INFORMATION GIVEN:
Content starts

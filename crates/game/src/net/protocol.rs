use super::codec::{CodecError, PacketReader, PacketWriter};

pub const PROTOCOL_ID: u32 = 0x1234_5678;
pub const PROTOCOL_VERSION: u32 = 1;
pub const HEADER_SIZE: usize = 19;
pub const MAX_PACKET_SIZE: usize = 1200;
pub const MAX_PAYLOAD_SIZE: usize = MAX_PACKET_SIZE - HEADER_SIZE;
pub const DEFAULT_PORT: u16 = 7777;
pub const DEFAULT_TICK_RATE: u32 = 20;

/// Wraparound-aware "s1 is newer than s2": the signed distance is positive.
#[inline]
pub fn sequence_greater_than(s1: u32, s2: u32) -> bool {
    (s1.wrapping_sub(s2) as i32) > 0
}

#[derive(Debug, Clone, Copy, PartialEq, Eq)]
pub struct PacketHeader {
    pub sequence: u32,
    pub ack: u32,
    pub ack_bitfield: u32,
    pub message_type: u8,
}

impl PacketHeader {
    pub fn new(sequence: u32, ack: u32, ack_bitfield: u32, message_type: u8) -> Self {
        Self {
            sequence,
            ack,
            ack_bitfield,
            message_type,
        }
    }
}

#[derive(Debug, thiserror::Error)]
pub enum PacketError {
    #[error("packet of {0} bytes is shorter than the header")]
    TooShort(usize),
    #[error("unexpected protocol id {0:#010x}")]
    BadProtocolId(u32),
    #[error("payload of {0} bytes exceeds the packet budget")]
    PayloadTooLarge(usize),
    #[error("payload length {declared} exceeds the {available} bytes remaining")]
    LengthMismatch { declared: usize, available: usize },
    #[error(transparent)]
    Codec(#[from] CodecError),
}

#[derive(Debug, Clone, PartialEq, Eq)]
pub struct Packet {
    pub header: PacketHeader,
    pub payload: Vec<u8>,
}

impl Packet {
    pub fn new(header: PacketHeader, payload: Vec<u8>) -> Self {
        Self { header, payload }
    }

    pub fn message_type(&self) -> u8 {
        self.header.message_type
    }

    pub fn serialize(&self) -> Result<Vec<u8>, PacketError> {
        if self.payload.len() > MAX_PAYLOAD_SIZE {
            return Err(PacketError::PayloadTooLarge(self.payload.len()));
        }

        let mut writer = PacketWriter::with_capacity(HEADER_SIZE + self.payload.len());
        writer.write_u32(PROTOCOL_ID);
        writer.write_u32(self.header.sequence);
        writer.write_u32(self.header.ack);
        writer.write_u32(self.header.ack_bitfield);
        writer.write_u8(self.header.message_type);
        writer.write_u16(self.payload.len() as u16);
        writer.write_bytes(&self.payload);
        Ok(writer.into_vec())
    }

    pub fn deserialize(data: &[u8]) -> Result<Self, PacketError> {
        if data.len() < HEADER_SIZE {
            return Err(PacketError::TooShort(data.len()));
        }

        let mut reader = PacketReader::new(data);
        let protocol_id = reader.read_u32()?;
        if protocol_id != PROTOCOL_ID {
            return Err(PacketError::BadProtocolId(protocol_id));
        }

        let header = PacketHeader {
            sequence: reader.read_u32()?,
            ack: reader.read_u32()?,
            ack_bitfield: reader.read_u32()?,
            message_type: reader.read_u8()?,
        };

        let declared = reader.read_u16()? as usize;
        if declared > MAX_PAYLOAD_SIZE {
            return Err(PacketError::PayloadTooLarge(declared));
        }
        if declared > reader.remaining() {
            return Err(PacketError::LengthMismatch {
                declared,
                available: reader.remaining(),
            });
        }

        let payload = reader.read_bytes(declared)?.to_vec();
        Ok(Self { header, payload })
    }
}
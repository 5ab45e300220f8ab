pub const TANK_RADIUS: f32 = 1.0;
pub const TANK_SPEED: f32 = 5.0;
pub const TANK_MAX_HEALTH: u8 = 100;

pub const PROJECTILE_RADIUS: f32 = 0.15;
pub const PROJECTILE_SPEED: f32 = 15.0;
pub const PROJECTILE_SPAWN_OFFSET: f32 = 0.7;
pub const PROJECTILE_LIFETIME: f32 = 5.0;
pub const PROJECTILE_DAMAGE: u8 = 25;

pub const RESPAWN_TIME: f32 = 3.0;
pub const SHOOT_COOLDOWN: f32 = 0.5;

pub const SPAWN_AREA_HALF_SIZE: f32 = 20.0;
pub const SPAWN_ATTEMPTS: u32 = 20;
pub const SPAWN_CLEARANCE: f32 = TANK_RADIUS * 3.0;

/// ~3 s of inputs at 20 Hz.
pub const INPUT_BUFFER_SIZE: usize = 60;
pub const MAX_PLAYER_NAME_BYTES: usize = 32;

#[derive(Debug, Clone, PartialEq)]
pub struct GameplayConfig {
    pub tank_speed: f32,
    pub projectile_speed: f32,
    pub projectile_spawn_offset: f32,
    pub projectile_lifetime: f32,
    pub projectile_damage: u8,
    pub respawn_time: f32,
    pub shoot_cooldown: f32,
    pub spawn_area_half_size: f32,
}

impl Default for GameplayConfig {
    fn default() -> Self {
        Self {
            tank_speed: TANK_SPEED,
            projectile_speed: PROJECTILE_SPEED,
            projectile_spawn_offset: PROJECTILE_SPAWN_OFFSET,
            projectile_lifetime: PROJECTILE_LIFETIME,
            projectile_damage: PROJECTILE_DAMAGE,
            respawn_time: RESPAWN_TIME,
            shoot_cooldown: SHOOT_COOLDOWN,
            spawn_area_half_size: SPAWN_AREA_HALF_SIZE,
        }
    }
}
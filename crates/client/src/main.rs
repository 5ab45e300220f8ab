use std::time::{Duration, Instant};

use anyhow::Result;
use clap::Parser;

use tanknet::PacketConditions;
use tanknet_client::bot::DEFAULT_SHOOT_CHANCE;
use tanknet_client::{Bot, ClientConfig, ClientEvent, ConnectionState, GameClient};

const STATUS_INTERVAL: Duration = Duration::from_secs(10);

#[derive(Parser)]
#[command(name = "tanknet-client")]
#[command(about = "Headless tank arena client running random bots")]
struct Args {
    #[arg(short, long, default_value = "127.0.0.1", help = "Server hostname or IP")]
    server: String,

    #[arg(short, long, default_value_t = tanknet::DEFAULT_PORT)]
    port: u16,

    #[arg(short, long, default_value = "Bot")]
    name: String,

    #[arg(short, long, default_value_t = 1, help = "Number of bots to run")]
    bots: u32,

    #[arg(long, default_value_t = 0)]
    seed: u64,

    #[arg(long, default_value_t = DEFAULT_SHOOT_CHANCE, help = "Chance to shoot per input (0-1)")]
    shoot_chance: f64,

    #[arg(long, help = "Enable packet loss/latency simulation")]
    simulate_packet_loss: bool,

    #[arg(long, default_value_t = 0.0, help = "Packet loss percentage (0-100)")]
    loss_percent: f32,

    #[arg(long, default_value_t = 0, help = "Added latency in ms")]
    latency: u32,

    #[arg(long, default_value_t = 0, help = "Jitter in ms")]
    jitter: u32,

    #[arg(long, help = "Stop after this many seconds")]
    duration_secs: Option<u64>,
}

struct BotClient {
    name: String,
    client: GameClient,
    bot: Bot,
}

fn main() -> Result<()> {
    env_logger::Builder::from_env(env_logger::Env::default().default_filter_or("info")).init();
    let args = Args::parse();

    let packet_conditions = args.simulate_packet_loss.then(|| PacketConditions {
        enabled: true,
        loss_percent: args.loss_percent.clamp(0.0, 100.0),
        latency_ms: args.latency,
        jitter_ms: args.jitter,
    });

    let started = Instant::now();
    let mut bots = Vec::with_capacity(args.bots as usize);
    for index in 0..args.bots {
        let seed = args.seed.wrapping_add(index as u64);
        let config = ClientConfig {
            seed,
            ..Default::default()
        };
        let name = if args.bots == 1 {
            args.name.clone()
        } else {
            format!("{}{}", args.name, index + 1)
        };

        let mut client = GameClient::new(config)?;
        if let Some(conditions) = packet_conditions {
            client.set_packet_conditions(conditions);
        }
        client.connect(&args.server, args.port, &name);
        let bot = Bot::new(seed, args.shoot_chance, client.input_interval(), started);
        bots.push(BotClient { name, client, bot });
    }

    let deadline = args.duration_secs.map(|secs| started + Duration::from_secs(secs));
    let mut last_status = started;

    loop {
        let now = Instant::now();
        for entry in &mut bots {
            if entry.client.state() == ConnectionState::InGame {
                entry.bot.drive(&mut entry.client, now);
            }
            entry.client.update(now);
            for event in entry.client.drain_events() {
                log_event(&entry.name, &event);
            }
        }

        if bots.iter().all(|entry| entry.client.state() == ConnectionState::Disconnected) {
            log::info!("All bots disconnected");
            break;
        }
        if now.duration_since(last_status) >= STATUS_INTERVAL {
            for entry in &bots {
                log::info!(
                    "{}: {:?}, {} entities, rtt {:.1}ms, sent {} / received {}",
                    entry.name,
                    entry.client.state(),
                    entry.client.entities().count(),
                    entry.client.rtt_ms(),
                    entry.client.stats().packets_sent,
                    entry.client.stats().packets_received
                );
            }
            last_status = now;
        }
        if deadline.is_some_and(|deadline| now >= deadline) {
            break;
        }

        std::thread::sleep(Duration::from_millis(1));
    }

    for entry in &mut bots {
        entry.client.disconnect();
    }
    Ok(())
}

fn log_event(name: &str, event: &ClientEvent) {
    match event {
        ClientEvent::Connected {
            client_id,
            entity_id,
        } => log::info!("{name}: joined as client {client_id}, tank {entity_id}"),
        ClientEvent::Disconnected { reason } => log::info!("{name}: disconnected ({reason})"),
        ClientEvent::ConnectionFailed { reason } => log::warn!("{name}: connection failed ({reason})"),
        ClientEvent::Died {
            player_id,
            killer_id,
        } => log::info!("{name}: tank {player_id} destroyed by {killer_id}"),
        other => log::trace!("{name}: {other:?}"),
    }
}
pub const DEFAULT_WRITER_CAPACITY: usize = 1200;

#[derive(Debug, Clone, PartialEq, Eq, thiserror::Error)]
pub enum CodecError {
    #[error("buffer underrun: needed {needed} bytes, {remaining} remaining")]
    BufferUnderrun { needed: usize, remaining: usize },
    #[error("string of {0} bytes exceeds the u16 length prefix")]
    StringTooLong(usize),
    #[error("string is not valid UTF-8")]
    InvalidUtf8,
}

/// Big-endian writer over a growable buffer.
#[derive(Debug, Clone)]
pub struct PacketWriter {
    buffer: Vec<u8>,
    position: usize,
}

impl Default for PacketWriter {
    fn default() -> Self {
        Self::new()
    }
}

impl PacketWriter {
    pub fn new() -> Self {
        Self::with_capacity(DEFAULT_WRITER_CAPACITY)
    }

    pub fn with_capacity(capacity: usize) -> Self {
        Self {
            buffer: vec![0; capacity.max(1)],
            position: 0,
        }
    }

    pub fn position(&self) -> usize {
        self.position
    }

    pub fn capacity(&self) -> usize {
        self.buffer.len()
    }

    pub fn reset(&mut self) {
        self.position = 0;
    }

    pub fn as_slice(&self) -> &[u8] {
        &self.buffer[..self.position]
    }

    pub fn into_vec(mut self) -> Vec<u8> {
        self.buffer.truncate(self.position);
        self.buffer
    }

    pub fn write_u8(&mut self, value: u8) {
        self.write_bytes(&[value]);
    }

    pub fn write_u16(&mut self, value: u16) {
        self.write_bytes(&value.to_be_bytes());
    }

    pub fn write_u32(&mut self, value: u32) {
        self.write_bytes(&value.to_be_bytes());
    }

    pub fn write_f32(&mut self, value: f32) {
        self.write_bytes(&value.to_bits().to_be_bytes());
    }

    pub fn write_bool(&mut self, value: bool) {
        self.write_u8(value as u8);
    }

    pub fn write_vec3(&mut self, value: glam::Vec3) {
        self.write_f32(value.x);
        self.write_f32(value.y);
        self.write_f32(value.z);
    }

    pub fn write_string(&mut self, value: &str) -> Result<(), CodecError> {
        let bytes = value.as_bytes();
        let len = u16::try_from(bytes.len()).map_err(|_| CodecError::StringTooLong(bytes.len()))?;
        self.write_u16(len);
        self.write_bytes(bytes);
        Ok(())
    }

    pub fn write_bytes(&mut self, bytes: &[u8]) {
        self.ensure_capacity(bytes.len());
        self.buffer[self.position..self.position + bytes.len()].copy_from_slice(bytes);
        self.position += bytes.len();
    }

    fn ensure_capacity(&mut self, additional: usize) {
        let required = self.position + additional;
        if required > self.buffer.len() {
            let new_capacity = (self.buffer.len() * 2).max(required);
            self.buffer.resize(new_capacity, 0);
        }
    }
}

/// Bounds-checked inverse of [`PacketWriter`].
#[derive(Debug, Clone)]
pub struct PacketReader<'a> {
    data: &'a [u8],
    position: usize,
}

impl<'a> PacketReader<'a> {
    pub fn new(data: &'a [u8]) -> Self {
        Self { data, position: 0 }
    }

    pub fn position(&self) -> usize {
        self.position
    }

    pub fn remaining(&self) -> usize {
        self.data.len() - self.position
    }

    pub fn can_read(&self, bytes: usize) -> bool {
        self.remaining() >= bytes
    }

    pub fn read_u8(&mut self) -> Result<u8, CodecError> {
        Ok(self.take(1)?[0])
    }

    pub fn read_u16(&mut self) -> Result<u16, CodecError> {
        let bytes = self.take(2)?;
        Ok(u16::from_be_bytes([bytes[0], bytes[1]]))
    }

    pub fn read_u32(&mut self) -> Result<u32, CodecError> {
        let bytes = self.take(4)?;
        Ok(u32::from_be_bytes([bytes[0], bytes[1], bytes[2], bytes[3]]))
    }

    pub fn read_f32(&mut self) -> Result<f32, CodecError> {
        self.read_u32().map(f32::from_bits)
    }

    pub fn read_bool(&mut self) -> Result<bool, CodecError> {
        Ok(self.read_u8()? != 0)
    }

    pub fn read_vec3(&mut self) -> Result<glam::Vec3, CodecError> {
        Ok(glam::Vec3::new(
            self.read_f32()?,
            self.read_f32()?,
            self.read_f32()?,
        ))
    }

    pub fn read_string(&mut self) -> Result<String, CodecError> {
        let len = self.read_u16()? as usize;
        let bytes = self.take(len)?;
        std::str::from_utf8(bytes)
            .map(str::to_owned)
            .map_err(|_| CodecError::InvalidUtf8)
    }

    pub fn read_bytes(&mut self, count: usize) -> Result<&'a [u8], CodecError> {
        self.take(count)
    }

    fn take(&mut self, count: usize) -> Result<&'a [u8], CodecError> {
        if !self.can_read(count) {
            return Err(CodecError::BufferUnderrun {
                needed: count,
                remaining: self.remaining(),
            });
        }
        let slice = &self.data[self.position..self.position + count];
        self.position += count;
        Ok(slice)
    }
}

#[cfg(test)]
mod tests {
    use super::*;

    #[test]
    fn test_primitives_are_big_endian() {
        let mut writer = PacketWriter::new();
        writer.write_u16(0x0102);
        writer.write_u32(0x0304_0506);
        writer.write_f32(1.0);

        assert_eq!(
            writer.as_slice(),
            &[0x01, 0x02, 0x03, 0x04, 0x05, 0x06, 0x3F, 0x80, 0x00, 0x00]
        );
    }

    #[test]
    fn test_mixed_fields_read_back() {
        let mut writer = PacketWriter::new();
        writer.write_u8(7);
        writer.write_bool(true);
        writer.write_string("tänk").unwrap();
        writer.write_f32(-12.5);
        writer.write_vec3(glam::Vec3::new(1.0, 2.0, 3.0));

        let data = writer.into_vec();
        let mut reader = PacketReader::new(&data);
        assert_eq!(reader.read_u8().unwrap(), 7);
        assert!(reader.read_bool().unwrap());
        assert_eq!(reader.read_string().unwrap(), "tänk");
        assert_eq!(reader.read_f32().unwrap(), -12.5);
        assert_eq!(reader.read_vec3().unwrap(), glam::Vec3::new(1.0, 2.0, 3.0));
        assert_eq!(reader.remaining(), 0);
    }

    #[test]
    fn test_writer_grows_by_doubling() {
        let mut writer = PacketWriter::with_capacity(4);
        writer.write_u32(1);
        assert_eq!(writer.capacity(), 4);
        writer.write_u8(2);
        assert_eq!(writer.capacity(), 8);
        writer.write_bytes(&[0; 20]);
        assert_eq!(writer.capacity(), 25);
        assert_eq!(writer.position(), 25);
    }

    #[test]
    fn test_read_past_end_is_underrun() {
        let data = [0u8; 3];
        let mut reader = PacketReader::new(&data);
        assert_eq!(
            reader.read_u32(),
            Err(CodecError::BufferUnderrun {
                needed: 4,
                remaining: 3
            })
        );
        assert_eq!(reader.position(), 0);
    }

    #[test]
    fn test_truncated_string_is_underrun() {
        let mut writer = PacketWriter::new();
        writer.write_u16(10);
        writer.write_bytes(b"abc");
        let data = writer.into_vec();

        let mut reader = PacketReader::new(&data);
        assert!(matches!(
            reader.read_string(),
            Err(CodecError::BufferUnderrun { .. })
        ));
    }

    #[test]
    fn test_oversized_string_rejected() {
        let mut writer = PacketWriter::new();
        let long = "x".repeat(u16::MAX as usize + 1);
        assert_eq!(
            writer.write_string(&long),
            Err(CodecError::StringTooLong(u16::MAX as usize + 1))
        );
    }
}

Content ends

WHAT THIS TASK INVOLVES: Please output only the lines from the first line of the entries through the line with "pub const HEADER_SIZE: usize = 19;", both included, exactly as written.

ANSWER BOX:
filename crates/game/src/net/protocol.rs
use super::codec::{CodecError, PacketReader, PacketWriter};

pub const PROTOCOL_ID: u32 = 0x1234_5678;
pub const PROTOCOL_VERSION: u32 = 1;
pub const HEADER_SIZE: usize = 19;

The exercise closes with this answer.